Una de las decisiones más complicadas que tuvimos que tomar para el final de la campaña pasada fue la de no dar agua por gravedad.  No podemos seguir soportando los gastos de mantener las dos formas de riego. Por el riego por gravedad hay grandes pérdidas de agua a final de campaña».

Este año han tenido que acudir a los riegos de emergencia.

«Sí, al final, en torno a febrero, la secretaría del agua nos aprobó los riegos de emergencia. Se ha regado remolacha, algodón, algo de olivar también.

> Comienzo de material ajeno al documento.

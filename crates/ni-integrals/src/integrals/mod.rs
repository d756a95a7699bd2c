//! Quadrature rules.
//!
//! Provides composite midpoint, trapezoidal, and Simpson rules, and
//! composite Gaussian quadrature over the Legendre, Chebyshev, Gegenbauer,
//! Jacobi, and Exponential families.

pub mod cache;
pub mod composite;
pub mod gaussian;
pub mod gaussianquadratures;

use std::fmt;

use ni_core::Result;

use crate::integrand::Integrand;
use crate::partition::Partition;

pub use composite::{Midpoint, Simpson, Trapezoidal};
pub use gaussian::GaussianRule;

/// A quadrature rule applied over a partition.
///
/// The result type is the integrand's value type, real or complex.
pub trait Integrator {
    /// Integrate `f` over `partition`, summing subinterval contributions
    /// left to right.
    fn integrate<I: Integrand>(&self, f: &I, partition: &Partition) -> Result<I::Output>;
}

/// Choice of rule.
#[derive(Debug, Clone, Copy, PartialEq)]
#[cfg_attr(feature = "serde", derive(serde::Serialize, serde::Deserialize))]
pub enum Rule {
    /// Composite midpoint rule.
    Midpoint,
    /// Composite trapezoidal rule.
    Trapezoidal,
    /// Composite Simpson rule.
    Simpson,
    /// Composite Gaussian rule.
    Gaussian(GaussianRule),
}

impl Rule {
    /// Gauss-Legendre rule with `number_of_nodes` points.
    pub fn gauss_legendre(number_of_nodes: usize) -> Result<Self> {
        GaussianRule::legendre(number_of_nodes).map(Rule::Gaussian)
    }

    /// Check the configuration-time invariants of the rule.
    pub fn validate(&self) -> Result<()> {
        match self {
            Rule::Gaussian(g) => g.validate(),
            _ => Ok(()),
        }
    }

    /// Theoretical `(exact degree, convergence order)` of the rule.
    ///
    /// For Gaussian rules this is `(2N − 1, 2N)`.
    pub fn nominal_orders(&self) -> (u32, u32) {
        match self {
            Rule::Midpoint | Rule::Trapezoidal => (1, 2),
            Rule::Simpson => (3, 4),
            Rule::Gaussian(g) => {
                let n = g.number_of_nodes() as u32;
                ((2 * n).saturating_sub(1), 2 * n)
            }
        }
    }
}

impl From<GaussianRule> for Rule {
    fn from(g: GaussianRule) -> Self {
        Rule::Gaussian(g)
    }
}

impl fmt::Display for Rule {
    fn fmt(&self, f: &mut fmt::Formatter<'_>) -> fmt::Result {
        match self {
            Rule::Midpoint => f.write_str("Midpoint"),
            Rule::Trapezoidal => f.write_str("Trapezoidal"),
            Rule::Simpson => f.write_str("Simpson"),
            Rule::Gaussian(g) => write!(
                f,
                "Gaussian({} nodes, {}, alpha = {}, beta = {})",
                g.number_of_nodes(),
                g.family(),
                g.alpha(),
                g.beta()
            ),
        }
    }
}

impl Integrator for Rule {
    fn integrate<I: Integrand>(&self, f: &I, partition: &Partition) -> Result<I::Output> {
        match self {
            Rule::Midpoint => Midpoint.integrate(f, partition),
            Rule::Trapezoidal => Trapezoidal.integrate(f, partition),
            Rule::Simpson => Simpson.integrate(f, partition),
            Rule::Gaussian(g) => g.integrate(f, partition),
        }
    }
}

#[cfg(test)]
mod tests {
    use super::*;
    use ni_core::Real;

    #[test]
    fn dispatch_matches_direct_rules() {
        let p = Partition::new(0.0, 2.0, 3).unwrap();
        let f = |x: Real| x.exp();
        assert_eq!(
            Rule::Simpson.integrate(&f, &p).unwrap(),
            Simpson.integrate(&f, &p).unwrap()
        );
        assert_eq!(
            Rule::Midpoint.integrate(&f, &p).unwrap(),
            Midpoint.integrate(&f, &p).unwrap()
        );
        let g = GaussianRule::legendre(4).unwrap();
        assert_eq!(
            Rule::from(g).integrate(&f, &p).unwrap(),
            g.integrate(&f, &p).unwrap()
        );
    }

    #[test]
    fn nominal_orders() {
        assert_eq!(Rule::Midpoint.nominal_orders(), (1, 2));
        assert_eq!(Rule::Trapezoidal.nominal_orders(), (1, 2));
        assert_eq!(Rule::Simpson.nominal_orders(), (3, 4));
        assert_eq!(Rule::gauss_legendre(5).unwrap().nominal_orders(), (9, 10));
    }

    #[test]
    fn display() {
        assert_eq!(Rule::Simpson.to_string(), "Simpson");
        assert_eq!(
            Rule::gauss_legendre(2).unwrap().to_string(),
            "Gaussian(2 nodes, Legendre, alpha = 1, beta = 1)"
        );
    }
}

Aquellos que han podido y han decidido dar estos riegos de emergencia, lo que hacen es crear riqueza para la zona, no para ellos solamente sino para toda la zona,…. Si la azucarera moltura más, el camionero dará más portes,….se mueve la economía de la zona y todos salen ganando».

Qué otros retos tienen por delante,…

«El gran problema de la modernización, es que es una obra que tenía que haber costado sobre 47 millones de euros  y ha terminado costando sobre 75. Eso significa que cuando llegamos,  había una deuda con la Secretaría General del Agua de pagos de los años 2007 y 2008. No eran recibos que no se les hubiesen presentado a los comuneros, los comuneros habían pagado esos recibos, pero la Comunidad de Regantes había desviado ese dinero para pagar parte de las obras de modernización,… Total, que ha habido que firmar un convenio de pago a cinco años para hacer frente a esa deuda que nos hemos encontrado. A los comuneros era un canon que ya se hes había pasado al cobro, con lo cual no se les podía cobrar de nuevo ni se les podía pedir más esfuerzo.

Otra de las cuestiones con las que nos encontramos es que en mayo de 2011 terminó la garantía dada por Sacyr por las obras y nos hemos encontrado una obra construidas con muy mala calidad de materiales. La calderería no es de la calidad que marcaba la obra, los tornillos que están metidos en tierra desde hace 3 ó 4 años, no paran de pudrirse. Estamos comenzando las reparaciones y soportando estos costes que se le van a reclamar a Seiasa. Nuestro objetivo es que se cambie toda la calderería y la tornillería y apostamos por el polietileno, que es un material muy duradero».

Nos despedimos de Jacinto Carrasco en su despacho del edificio de la Comunidad de Regantes, ubicado en el Parque Tecnológico Agroindustrial, ubicado en las inmediaciones de Guadalcacín. Un despacho que ocupará al menos de momento durante los próximos casi tres años, a pesar de que asegura que «donde más a gusto me encuentro es en el campo».